Reason.com has a nice little bit of snark on Rolling Stone Magazine’s insipid “Five Economic Reforms Millennials Should Be Fighting For” article. For those of you who don’t want to drive up the click counter at Rolling Stone: one Jesse A. Myerson basically repackages the main pillars of the Communist Manifesto to appeal to modern-day ultra-progressive hipster sensibilities and advocates guaranteed public-sector jobs, a basic living stipend, and, oh yeah, abolishing private property. It reads like something a bunch of 19-year-old sociology students cooked up at Starbucks in an hour and a half over MacBooks and $5 lattes.
Look, I grew up in a divided country. Half of us had to live under the tyrannical yoke of capitalism, with private property and landlords and greedy bankers and stuff. The other half got to live in a place where every single item on Jesse A. Myerson’s economic reform wish list was in place. Guaranteed employment and basic living stipend from the state? Check. Communal ownership of everything (“take back the land”)? Check. Social security for all? Check. Public banking system? Check. On top of that, free education, free child care, free healthcare, and the strictest gun control imaginable.
Guess which half of the country had to put up barbed wire and minefields after a few years to keep its population from fleeing to the other half? Guess which half of the country ran its economy and environment into the ground?
Holy balls, that article is so chock-full of starry-eyed, self-righteous coffeehouse Trotzkyism, it practically vibrates with revolutionary fervor. Did you know that landlords, for example, don’t really do anything for their rent money? That they just “claim ownership” of some property and then sit there and collect cash from the working class? It’s true. This is amazing news to this landlord and his wife, who have been diligently paying off two mortgages all these years, and hired a property management company to maintain the place and make sure our tenants’ needs are met. Why, just last month we oppressed our poor working-class tenants by buying a new range and dishwasher to replace the old appliances that were starting to go all wonky on them. But yeah, other than paying the mortgage on the place every month, paying the management company, and making sure anything that breaks is fixed promptly, we do pretty much nothing but collect rent checks and sit on our asses.

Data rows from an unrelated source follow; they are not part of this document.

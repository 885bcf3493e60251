use super::segment;
use crate::{
    ApiClient, ApiError,
    transport::ApiRequest,
    types::{Event, Organizer, OrganizerId},
};

impl ApiClient {
    /// `GET /organizers/{id}`
    ///
    /// # Errors
    ///
    /// See [`ApiClient::call`].
    pub async fn get_organizer(&self, id: &OrganizerId) -> Result<Organizer, ApiError> {
        let id = segment(id.as_str());
        self.call(ApiRequest::get(format!("/organizers/{id}"))).await
    }

    /// `GET /organizers/{id}/events`
    ///
    /// # Errors
    ///
    /// See [`ApiClient::call`].
    pub async fn organizer_events(&self, id: &OrganizerId) -> Result<Vec<Event>, ApiError> {
        let id = segment(id.as_str());
        self.call(ApiRequest::get(format!("/organizers/{id}/events")))
            .await
    }
}
//! # Gatepass API Client
//!
//! Network layer for the Gatepass ticketing backend: a [`Transport`] seam
//! with a `reqwest` implementation, the `{ success, message, data }`
//! envelope, the [`ApiError`] taxonomy, wire DTOs and one method per
//! endpoint on [`ApiClient`].
//!
//! ## Example
//!
//! ```no_run
//! use gatepass_api::{ApiClient, InMemorySession, ReqwestTransport};
//! use gatepass_api::types::EventFilter;
//! use std::sync::Arc;
//! use std::time::Duration;
//!
//! #[tokio::main]
//! async fn main() -> Result<(), Box<dyn std::error::Error>> {
//!     let transport = ReqwestTransport::new(
//!         "http://localhost:8080/api",
//!         Duration::from_secs(30),
//!         Duration::from_secs(10),
//!     )?;
//!     let client = ApiClient::new(Arc::new(transport), Arc::new(InMemorySession::new()));
//!
//!     let events = client.list_events(&EventFilter::default()).await?;
//!     println!("{} events", events.len());
//!     Ok(())
//! }
//! ```

pub mod client;
mod endpoints;
pub mod envelope;
pub mod error;
pub mod session;
pub mod transport;
pub mod types;

// Re-export main types for convenience
pub use client::ApiClient;
pub use envelope::{Acknowledgement, Envelope};
pub use error::{ApiError, NETWORK_ERROR_MESSAGE, TransportError, TransportErrorKind};
pub use session::{InMemorySession, SessionStore};
pub use transport::{
    ApiRequest, FormPart, HttpMethod, MultipartForm, RawResponse, ReqwestTransport, RequestBody,
    Transport,
};
use super::segment;
use crate::{
    ApiClient, ApiError,
    envelope::Acknowledgement,
    transport::{ApiRequest, MultipartForm},
    types::{Event, EventDraft, EventFilter, EventId, EventImage, ImageUpload},
};

impl ApiClient {
    /// `GET /events`
    ///
    /// # Errors
    ///
    /// See [`ApiClient::call`].
    pub async fn list_events(&self, filter: &EventFilter) -> Result<Vec<Event>, ApiError> {
        self.call(ApiRequest::get("/events").queries(filter.to_query()))
            .await
    }

    /// `GET /events/featured`
    ///
    /// # Errors
    ///
    /// See [`ApiClient::call`].
    pub async fn featured_events(&self) -> Result<Vec<Event>, ApiError> {
        self.call(ApiRequest::get("/events/featured")).await
    }

    /// `GET /events/{id}`
    ///
    /// # Errors
    ///
    /// See [`ApiClient::call`].
    pub async fn get_event(&self, id: &EventId) -> Result<Event, ApiError> {
        let id = segment(id.as_str());
        self.call(ApiRequest::get(format!("/events/{id}"))).await
    }

    /// `POST /events`
    ///
    /// # Errors
    ///
    /// See [`ApiClient::call`].
    pub async fn create_event(&self, draft: &EventDraft) -> Result<Event, ApiError> {
        self.call(ApiRequest::post("/events").json(draft)?).await
    }

    /// `PUT /events/{id}`
    ///
    /// # Errors
    ///
    /// See [`ApiClient::call`].
    pub async fn update_event(&self, id: &EventId, draft: &EventDraft) -> Result<Event, ApiError> {
        let id = segment(id.as_str());
        self.call(ApiRequest::put(format!("/events/{id}")).json(draft)?)
            .await
    }

    /// `DELETE /events/{id}`
    ///
    /// # Errors
    ///
    /// See [`ApiClient::acknowledge`].
    pub async fn delete_event(&self, id: &EventId) -> Result<Acknowledgement, ApiError> {
        let id = segment(id.as_str());
        self.acknowledge(ApiRequest::delete(format!("/events/{id}")))
            .await
    }

    /// `POST /events/{id}/images` as multipart: `image` file plus `isPrimary`
    ///
    /// # Errors
    ///
    /// See [`ApiClient::call`].
    pub async fn upload_event_image(
        &self,
        id: &EventId,
        image: ImageUpload,
        is_primary: bool,
    ) -> Result<EventImage, ApiError> {
        let form = MultipartForm::new()
            .file("image", image.file_name, image.content_type, image.bytes)
            .text("isPrimary", is_primary.to_string());

        let id = segment(id.as_str());
        self.call(ApiRequest::post(format!("/events/{id}/images")).multipart(form))
            .await
    }

    /// `PATCH /events/{id}/featured?isFeatured=`
    ///
    /// # Errors
    ///
    /// See [`ApiClient::call`].
    pub async fn set_event_featured(
        &self,
        id: &EventId,
        featured: bool,
    ) -> Result<Event, ApiError> {
        let id = segment(id.as_str());
        self.call(ApiRequest::patch(format!("/events/{id}/featured")).query("isFeatured", featured))
            .await
    }
}
//! Scripted backend for repository and feature tests

use async_trait::async_trait;
use gatepass_api::{ApiRequest, HttpMethod, RawResponse, Transport, TransportError};
use serde::Serialize;
use std::collections::{HashMap, VecDeque};
use std::sync::{Arc, Mutex, MutexGuard, PoisonError};
use std::time::Duration;

/// One scripted answer
#[derive(Debug, Clone)]
pub enum Reply {
    /// Respond with a status and body
    Respond(RawResponse),
    /// Fail without a response
    Fail(TransportError),
    /// Wait, then give the inner reply
    Delayed(Duration, Box<Reply>),
}

impl Reply {
    /// Same reply after `delay`
    #[must_use]
    pub fn after(self, delay: Duration) -> Self {
        Self::Delayed(delay, Box::new(self))
    }
}

/// `200` with `{ "success": true, "data": data }`
#[must_use]
pub fn envelope_ok<T: Serialize>(data: T) -> Reply {
    let body = serde_json::json!({ "success": true, "data": data });
    Reply::Respond(RawResponse::new(200, body.to_string()))
}

/// `200` with `{ "success": true, "message": message, "data": null }`
#[must_use]
pub fn envelope_ack(message: &str) -> Reply {
    let body = serde_json::json!({ "success": true, "message": message, "data": null });
    Reply::Respond(RawResponse::new(200, body.to_string()))
}

/// `200` with `{ "success": false, "message": message }`
#[must_use]
pub fn envelope_rejected(message: &str) -> Reply {
    let body = serde_json::json!({ "success": false, "message": message });
    Reply::Respond(RawResponse::new(200, body.to_string()))
}

/// Non-2xx status with an optional envelope message
#[must_use]
pub fn status(code: u16, message: Option<&str>) -> Reply {
    let body = message.map_or_else(String::new, |m| {
        serde_json::json!({ "success": false, "message": m }).to_string()
    });
    Reply::Respond(RawResponse::new(code, body))
}

/// Connection refused
#[must_use]
pub fn network_failure() -> Reply {
    Reply::Fail(TransportError::connect("connection refused"))
}

#[derive(Default)]
struct Script {
    routes: HashMap<(HttpMethod, String), VecDeque<Reply>>,
    requests: Vec<ApiRequest>,
}

/// [`Transport`] that answers from a script and records every request
///
/// Replies for a route are consumed in order; the last one repeats.
/// Requests to unscripted routes get a `404` envelope.
///
/// # Example
///
/// ```
/// use gatepass_api::HttpMethod;
/// use gatepass_testing::transport::{MockTransport, envelope_ok, network_failure};
///
/// let transport = MockTransport::new();
/// transport
///     .on(HttpMethod::Get, "/categories", network_failure())
///     .on(HttpMethod::Get, "/categories", envelope_ok(Vec::<String>::new()));
/// assert_eq!(transport.calls_to(HttpMethod::Get, "/categories"), 0);
/// ```
#[derive(Clone, Default)]
pub struct MockTransport {
    script: Arc<Mutex<Script>>,
}

impl MockTransport {
    /// Transport with nothing scripted
    #[must_use]
    pub fn new() -> Self {
        Self::default()
    }

    fn script(&self) -> MutexGuard<'_, Script> {
        self.script.lock().unwrap_or_else(PoisonError::into_inner)
    }

    /// Queue `reply` for `method path`
    pub fn on(&self, method: HttpMethod, path: &str, reply: Reply) -> &Self {
        self.script()
            .routes
            .entry((method, path.to_string()))
            .or_default()
            .push_back(reply);
        self
    }

    /// Queue `reply` for `GET path`
    pub fn on_get(&self, path: &str, reply: Reply) -> &Self {
        self.on(HttpMethod::Get, path, reply)
    }

    /// Queue `reply` for `POST path`
    pub fn on_post(&self, path: &str, reply: Reply) -> &Self {
        self.on(HttpMethod::Post, path, reply)
    }

    /// Every request received so far
    #[must_use]
    pub fn requests(&self) -> Vec<ApiRequest> {
        self.script().requests.clone()
    }

    /// Number of requests received for `method path`
    #[must_use]
    pub fn calls_to(&self, method: HttpMethod, path: &str) -> usize {
        self.script()
            .requests
            .iter()
            .filter(|r| r.method == method && r.path == path)
            .count()
    }

    /// The most recent request for `method path`
    #[must_use]
    pub fn last_request_to(&self, method: HttpMethod, path: &str) -> Option<ApiRequest> {
        self.script()
            .requests
            .iter()
            .rev()
            .find(|r| r.method == method && r.path == path)
            .cloned()
    }

    fn next_reply(&self, request: ApiRequest) -> Reply {
        let mut script = self.script();
        let key = (request.method, request.path.clone());
        script.requests.push(request);

        match script.routes.get_mut(&key) {
            Some(queue) if queue.len() > 1 => queue.pop_front(),
            Some(queue) => queue.front().cloned(),
            None => None,
        }
        .unwrap_or_else(|| status(404, Some(&format!("No mock for {} {}", key.0, key.1))))
    }
}

#[async_trait]
impl Transport for MockTransport {
    async fn execute(&self, request: ApiRequest) -> Result<RawResponse, TransportError> {
        let mut reply = self.next_reply(request);
        loop {
            match reply {
                Reply::Respond(response) => return Ok(response),
                Reply::Fail(error) => return Err(error),
                Reply::Delayed(delay, inner) => {
                    tokio::time::sleep(delay).await;
                    reply = *inner;
                },
            }
        }
    }
}
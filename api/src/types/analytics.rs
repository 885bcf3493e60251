use super::{EventId, TicketTypeId};
use chrono::NaiveDate;
use serde::{Deserialize, Serialize};

/// Organizer dashboard totals
#[derive(Debug, Clone, Default, PartialEq, Serialize, Deserialize)]
#[serde(rename_all = "camelCase", default)]
pub struct DashboardSummary {
    /// Events created
    pub total_events: u64,
    /// Tickets sold across all events
    pub total_tickets_sold: u64,
    /// Gross revenue
    pub total_revenue: f64,
    /// Attendees checked in
    pub total_check_ins: u64,
    /// Events still to come
    pub upcoming_events: u64,
}

/// Sales of one event
#[derive(Debug, Clone, PartialEq, Serialize, Deserialize)]
#[serde(rename_all = "camelCase")]
pub struct EventSales {
    /// Event
    pub event_id: EventId,
    /// Event title
    pub event_title: Option<String>,
    /// Tickets sold
    #[serde(default)]
    pub tickets_sold: u64,
    /// Total tickets on offer
    #[serde(default)]
    pub capacity: u64,
    /// Gross revenue
    #[serde(default)]
    pub revenue: f64,
    /// Share of sold tickets checked in, `0.0..=1.0`
    #[serde(default)]
    pub check_in_rate: f64,
}

impl EventSales {
    /// Share of capacity sold, `0.0` when there is no capacity
    #[must_use]
    #[allow(clippy::cast_precision_loss)] // ticket counts are far below 2^52
    pub fn sell_through(&self) -> f64 {
        if self.capacity == 0 {
            0.0
        } else {
            self.tickets_sold as f64 / self.capacity as f64
        }
    }
}

/// Revenue for one day
#[derive(Debug, Clone, PartialEq, Serialize, Deserialize)]
#[serde(rename_all = "camelCase")]
pub struct RevenuePoint {
    /// Day
    pub date: NaiveDate,
    /// Gross revenue
    #[serde(default)]
    pub revenue: f64,
    /// Tickets sold that day
    #[serde(default)]
    pub tickets_sold: u64,
}

/// Sales of one ticket type
#[derive(Debug, Clone, PartialEq, Serialize, Deserialize)]
#[serde(rename_all = "camelCase")]
pub struct TicketTypeSales {
    /// Ticket type
    pub ticket_type_id: TicketTypeId,
    /// Tier name
    pub name: String,
    /// Tickets sold
    #[serde(default)]
    pub sold: u64,
    /// Gross revenue
    #[serde(default)]
    pub revenue: f64,
}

<adjusts monocle, twirls handlebar mustache>
Anyway, that’s what you get when you run articles on economics written by professional Occupy Reality folks who have never had to make a payroll. Bet you that article is getting lots of clicks and views, though, which was probably the entire point. It sure as shit has nothing to do with progressivism or upsetting the current order, because Rolling Stone is about as hip and counter-culture as Citibank these days.